(Stored dataset items)
• • •

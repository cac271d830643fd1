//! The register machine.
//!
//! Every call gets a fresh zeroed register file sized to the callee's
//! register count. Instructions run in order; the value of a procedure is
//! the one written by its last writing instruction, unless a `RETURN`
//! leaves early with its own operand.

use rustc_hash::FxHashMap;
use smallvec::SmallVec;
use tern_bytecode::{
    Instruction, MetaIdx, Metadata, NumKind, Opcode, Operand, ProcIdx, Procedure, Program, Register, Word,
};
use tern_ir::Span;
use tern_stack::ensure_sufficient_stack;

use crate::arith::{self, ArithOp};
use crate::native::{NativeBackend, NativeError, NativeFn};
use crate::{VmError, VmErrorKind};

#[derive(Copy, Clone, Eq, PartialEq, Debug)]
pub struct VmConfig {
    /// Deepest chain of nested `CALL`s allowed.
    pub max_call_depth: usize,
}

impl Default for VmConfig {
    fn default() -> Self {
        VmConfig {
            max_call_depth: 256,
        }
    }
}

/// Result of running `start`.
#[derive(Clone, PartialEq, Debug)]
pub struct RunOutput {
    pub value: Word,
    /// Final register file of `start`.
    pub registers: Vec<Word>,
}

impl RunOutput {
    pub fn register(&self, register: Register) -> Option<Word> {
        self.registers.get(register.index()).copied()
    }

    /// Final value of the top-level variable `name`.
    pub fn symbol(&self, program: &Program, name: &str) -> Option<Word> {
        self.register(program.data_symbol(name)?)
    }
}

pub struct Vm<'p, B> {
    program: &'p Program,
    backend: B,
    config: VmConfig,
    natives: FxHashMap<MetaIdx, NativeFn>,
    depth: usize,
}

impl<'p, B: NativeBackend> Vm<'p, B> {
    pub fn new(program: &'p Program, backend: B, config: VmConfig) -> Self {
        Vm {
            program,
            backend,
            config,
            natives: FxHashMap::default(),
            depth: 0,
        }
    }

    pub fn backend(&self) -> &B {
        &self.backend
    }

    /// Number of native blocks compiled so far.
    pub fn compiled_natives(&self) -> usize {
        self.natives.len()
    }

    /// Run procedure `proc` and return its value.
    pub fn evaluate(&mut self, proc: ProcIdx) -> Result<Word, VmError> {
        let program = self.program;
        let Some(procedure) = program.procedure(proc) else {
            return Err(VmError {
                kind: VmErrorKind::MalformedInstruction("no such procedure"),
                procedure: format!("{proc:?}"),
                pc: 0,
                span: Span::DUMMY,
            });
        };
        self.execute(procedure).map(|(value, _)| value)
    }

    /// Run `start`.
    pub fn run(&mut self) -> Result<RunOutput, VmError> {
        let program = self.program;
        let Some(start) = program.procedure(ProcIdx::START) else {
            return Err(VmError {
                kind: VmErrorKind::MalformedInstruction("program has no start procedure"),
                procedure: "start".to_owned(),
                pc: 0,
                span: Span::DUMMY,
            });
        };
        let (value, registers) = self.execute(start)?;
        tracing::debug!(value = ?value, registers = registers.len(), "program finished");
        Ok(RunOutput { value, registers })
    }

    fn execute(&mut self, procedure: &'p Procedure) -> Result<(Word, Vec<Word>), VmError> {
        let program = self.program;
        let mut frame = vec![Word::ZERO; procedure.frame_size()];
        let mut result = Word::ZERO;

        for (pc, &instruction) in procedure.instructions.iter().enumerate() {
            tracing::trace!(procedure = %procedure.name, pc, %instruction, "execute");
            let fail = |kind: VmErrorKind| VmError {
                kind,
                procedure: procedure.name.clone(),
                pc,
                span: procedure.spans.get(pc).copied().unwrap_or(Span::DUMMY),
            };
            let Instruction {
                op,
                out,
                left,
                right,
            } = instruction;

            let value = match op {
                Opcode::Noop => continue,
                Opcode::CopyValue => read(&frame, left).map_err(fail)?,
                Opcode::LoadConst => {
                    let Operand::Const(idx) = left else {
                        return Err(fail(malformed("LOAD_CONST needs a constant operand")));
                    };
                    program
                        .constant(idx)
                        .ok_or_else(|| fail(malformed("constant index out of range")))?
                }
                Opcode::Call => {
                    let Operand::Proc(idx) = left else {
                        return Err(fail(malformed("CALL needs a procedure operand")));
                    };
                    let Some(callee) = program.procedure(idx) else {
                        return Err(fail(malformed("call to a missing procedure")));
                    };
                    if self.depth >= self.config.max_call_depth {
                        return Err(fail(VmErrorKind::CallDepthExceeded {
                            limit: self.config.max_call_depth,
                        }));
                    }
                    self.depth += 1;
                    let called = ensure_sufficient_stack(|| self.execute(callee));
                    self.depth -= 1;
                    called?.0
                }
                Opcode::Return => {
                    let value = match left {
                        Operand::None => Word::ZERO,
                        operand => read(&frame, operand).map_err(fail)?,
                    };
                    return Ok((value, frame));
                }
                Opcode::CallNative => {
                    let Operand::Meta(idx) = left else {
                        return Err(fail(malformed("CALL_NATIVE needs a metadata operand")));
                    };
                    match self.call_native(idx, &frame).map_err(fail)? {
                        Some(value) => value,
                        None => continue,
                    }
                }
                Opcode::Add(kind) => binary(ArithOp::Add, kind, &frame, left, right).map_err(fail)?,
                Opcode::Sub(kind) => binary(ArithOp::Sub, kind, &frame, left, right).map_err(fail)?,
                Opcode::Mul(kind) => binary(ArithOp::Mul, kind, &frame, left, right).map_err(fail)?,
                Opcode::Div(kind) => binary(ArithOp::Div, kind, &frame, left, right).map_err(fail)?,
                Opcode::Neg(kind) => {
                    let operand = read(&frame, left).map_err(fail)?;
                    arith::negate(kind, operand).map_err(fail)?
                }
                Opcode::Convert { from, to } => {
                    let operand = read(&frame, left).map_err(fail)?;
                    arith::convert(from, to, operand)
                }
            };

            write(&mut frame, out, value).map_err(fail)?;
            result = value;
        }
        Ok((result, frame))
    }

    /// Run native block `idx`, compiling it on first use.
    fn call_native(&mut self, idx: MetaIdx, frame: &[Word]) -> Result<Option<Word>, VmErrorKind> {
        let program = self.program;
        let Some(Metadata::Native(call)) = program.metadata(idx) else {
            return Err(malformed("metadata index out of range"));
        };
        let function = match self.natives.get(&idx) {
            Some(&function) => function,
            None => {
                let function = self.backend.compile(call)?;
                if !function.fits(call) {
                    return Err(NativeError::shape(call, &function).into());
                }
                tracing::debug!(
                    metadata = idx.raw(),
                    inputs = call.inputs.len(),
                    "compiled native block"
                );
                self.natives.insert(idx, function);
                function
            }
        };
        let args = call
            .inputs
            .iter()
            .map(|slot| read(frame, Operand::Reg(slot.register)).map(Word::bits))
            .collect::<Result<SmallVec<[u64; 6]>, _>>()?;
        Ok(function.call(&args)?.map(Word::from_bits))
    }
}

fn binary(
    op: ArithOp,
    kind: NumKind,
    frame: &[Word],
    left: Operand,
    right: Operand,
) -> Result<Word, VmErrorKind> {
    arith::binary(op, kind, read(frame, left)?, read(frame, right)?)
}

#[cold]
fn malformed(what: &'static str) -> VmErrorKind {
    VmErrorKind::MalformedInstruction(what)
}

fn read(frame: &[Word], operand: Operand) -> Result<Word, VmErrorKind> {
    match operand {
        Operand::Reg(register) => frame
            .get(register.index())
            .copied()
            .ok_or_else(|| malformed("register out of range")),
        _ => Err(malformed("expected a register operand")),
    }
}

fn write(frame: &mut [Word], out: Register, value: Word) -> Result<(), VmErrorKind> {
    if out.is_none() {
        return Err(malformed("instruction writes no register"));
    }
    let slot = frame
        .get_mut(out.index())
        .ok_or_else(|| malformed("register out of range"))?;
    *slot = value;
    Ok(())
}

• • •

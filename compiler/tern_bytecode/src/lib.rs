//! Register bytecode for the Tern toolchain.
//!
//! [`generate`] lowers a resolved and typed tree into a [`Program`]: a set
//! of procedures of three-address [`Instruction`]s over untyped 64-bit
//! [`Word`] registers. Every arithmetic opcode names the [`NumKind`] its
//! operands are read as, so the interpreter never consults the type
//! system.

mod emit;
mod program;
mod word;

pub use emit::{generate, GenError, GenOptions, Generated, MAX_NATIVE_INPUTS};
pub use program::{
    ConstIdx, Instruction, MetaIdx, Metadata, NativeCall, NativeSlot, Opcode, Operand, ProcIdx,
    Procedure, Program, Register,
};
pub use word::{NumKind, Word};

• • •

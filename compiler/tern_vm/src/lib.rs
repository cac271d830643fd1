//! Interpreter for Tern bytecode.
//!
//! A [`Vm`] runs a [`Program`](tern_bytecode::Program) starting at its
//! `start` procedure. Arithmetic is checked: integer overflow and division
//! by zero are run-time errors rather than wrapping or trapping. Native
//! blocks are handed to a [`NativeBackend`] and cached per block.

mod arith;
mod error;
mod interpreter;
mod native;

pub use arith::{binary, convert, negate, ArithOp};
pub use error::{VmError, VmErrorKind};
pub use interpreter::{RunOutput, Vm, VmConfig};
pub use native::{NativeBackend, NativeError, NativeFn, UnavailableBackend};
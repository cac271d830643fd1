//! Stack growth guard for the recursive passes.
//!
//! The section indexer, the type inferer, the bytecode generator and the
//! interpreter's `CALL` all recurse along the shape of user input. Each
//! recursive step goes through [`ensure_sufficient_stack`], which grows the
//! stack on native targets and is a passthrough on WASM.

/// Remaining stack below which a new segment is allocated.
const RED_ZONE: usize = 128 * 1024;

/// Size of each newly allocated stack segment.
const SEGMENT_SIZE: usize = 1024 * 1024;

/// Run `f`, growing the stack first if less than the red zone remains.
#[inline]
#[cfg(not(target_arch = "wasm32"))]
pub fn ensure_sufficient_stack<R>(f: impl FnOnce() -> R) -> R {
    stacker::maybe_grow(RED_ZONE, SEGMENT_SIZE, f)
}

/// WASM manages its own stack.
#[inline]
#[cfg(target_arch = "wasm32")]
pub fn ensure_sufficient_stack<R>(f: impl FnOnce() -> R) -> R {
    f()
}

• • •

_What this task involves:_ Once you reach the line with "needs a procedure" in the data above, copy it and every line after it exactly, up to and including the line with "to a missing".

_The answer:_
                        return Err(fail(malformed("CALL needs a procedure operand")));
                    };
                    let Some(callee) = program.procedure(idx) else {
                        return Err(fail(malformed("call to a missing procedure")));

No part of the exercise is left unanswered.